__Work request__
Say how many lines in the following data hold the word "order". Write nothing but that number.

┌──

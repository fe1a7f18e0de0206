//! Request validation
//!
//! Every message bound for spamd passes through [`RequestValidator`]. The
//! only way to obtain a [`ScanRequest`] is [`RequestValidator::validate`],
//! so content that failed validation cannot reach a daemon client.
//!
//! Checks, in order:
//! - size against the configured maximum
//! - emptiness
//! - header structure (`name: value` fields, folded continuations, blank
//!   line before the body)
//! - removal of envelope-routing headers

use std::collections::HashMap;

use crate::config::SecurityConfig;
use crate::error::{Result, SpamError};
use crate::spamc::types::ScanOptions;

/// Envelope-routing headers stripped before content is sent onward
pub const ENVELOPE_HEADERS: &[&str] = &[
    "return-path",
    "envelope-to",
    "delivered-to",
    "x-original-to",
    "original-recipient",
    "x-envelope-from",
    "x-envelope-to",
];

/// Validated, sanitized message ready for the daemon
#[derive(Debug, Clone, PartialEq, Eq)]
pub struct ScanRequest {
    content: Vec<u8>,
    options: ScanOptions,
}

impl ScanRequest {
    pub fn content(&self) -> &[u8] {
        &self.content
    }

    pub fn options(&self) -> ScanOptions {
        self.options
    }

    pub fn len(&self) -> usize {
        self.content.len()
    }

    pub fn is_empty(&self) -> bool {
        self.content.is_empty()
    }
}

/// One header field, as a byte range of the original message
#[derive(Debug)]
struct HeaderField<'a> {
    name: &'a str,
    start: usize,
    end: usize,
}

#[derive(Debug, Clone)]
pub struct RequestValidator {
    max_size: usize,
    structural_checks: bool,
}

impl RequestValidator {
    /// `structural_checks = false` keeps only the size and emptiness checks
    pub fn new(max_size: usize, structural_checks: bool) -> Self {
        Self {
            max_size,
            structural_checks,
        }
    }

    pub fn from_config(config: &SecurityConfig) -> Self {
        Self::new(config.max_email_size, config.validation_enabled)
    }

    pub fn max_size(&self) -> usize {
        self.max_size
    }

    /// Validate and sanitize `content` into a [`ScanRequest`]
    pub fn validate(&self, content: &str, options: ScanOptions) -> Result<ScanRequest> {
        self.check_size(content)?;

        let content = if self.structural_checks {
            let fields = parse_header_block(content)?;
            strip_envelope_headers(content, &fields)
        } else {
            content.to_string()
        };

        Ok(ScanRequest {
            content: content.into_bytes(),
            options,
        })
    }

    fn check_size(&self, content: &str) -> Result<()> {
        if content.len() > self.max_size {
            return Err(SpamError::ContentTooLarge {
                size: content.len(),
                max: self.max_size,
            });
        }
        if content.is_empty() {
            return Err(SpamError::EmptyContent);
        }
        Ok(())
    }
}

/// Prepend caller-supplied header fields to a message
///
/// Fields are emitted in name order with the message's own line ending.
pub fn prepend_headers(content: &str, headers: &HashMap<String, String>) -> Result<String> {
    if headers.is_empty() {
        return Ok(content.to_string());
    }

    let eol = if content.contains("\r\n") { "\r\n" } else { "\n" };
    let mut names: Vec<&String> = headers.keys().collect();
    names.sort();

    let mut message = String::with_capacity(content.len() + 64 * headers.len());
    for name in names {
        let value = &headers[name];
        if !is_field_name(name) {
            return Err(SpamError::InvalidFormat("invalid additional header name".to_string()));
        }
        if value.contains(['\r', '\n']) {
            return Err(SpamError::InvalidFormat(format!(
                "additional header {} contains a line break",
                name
            )));
        }
        message.push_str(&format!("{}: {}{}", name, value, eol));
    }
    message.push_str(content);
    Ok(message)
}

/// RFC 5322 field name: printable ASCII except colon
fn is_field_name(name: &str) -> bool {
    !name.is_empty() && name.bytes().all(|b| (33..=126).contains(&b) && b != b':')
}

/// Parse the header section; errors never quote message content
fn parse_header_block(content: &str) -> Result<Vec<HeaderField<'_>>> {
    let mut fields: Vec<HeaderField<'_>> = Vec::new();
    let mut offset = 0;

    for (index, segment) in content.split_inclusive('\n').enumerate() {
        let start = offset;
        offset += segment.len();
        let line = segment.trim_end_matches(['\r', '\n']);

        if line.is_empty() {
            // Blank line: the body follows
            break;
        }

        if line.starts_with([' ', '\t']) {
            match fields.last_mut() {
                Some(field) => field.end = offset,
                None => {
                    return Err(SpamError::InvalidFormat(
                        "message starts with a continuation line".to_string(),
                    ))
                }
            }
            continue;
        }

        let name = line
            .split_once(':')
            .map(|(name, _)| name)
            .filter(|name| is_field_name(name))
            .ok_or_else(|| {
                SpamError::InvalidFormat(format!("malformed header line {}", index + 1))
            })?;

        fields.push(HeaderField {
            name,
            start,
            end: offset,
        });
    }

    if fields.is_empty() {
        return Err(SpamError::InvalidFormat("message has no header fields".to_string()));
    }
    Ok(fields)
}

/// Copy the message, dropping envelope-routing fields and their continuations
fn strip_envelope_headers(content: &str, fields: &[HeaderField<'_>]) -> String {
    let mut sanitized = String::with_capacity(content.len());
    let mut cursor = 0;

    for field in fields {
        let denied = ENVELOPE_HEADERS
            .iter()
            .any(|denied| field.name.eq_ignore_ascii_case(denied));
        if denied {
            sanitized.push_str(&content[cursor..field.start]);
            cursor = field.end;
        }
    }
    sanitized.push_str(&content[cursor..]);
    sanitized
}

└──

__Written response__
2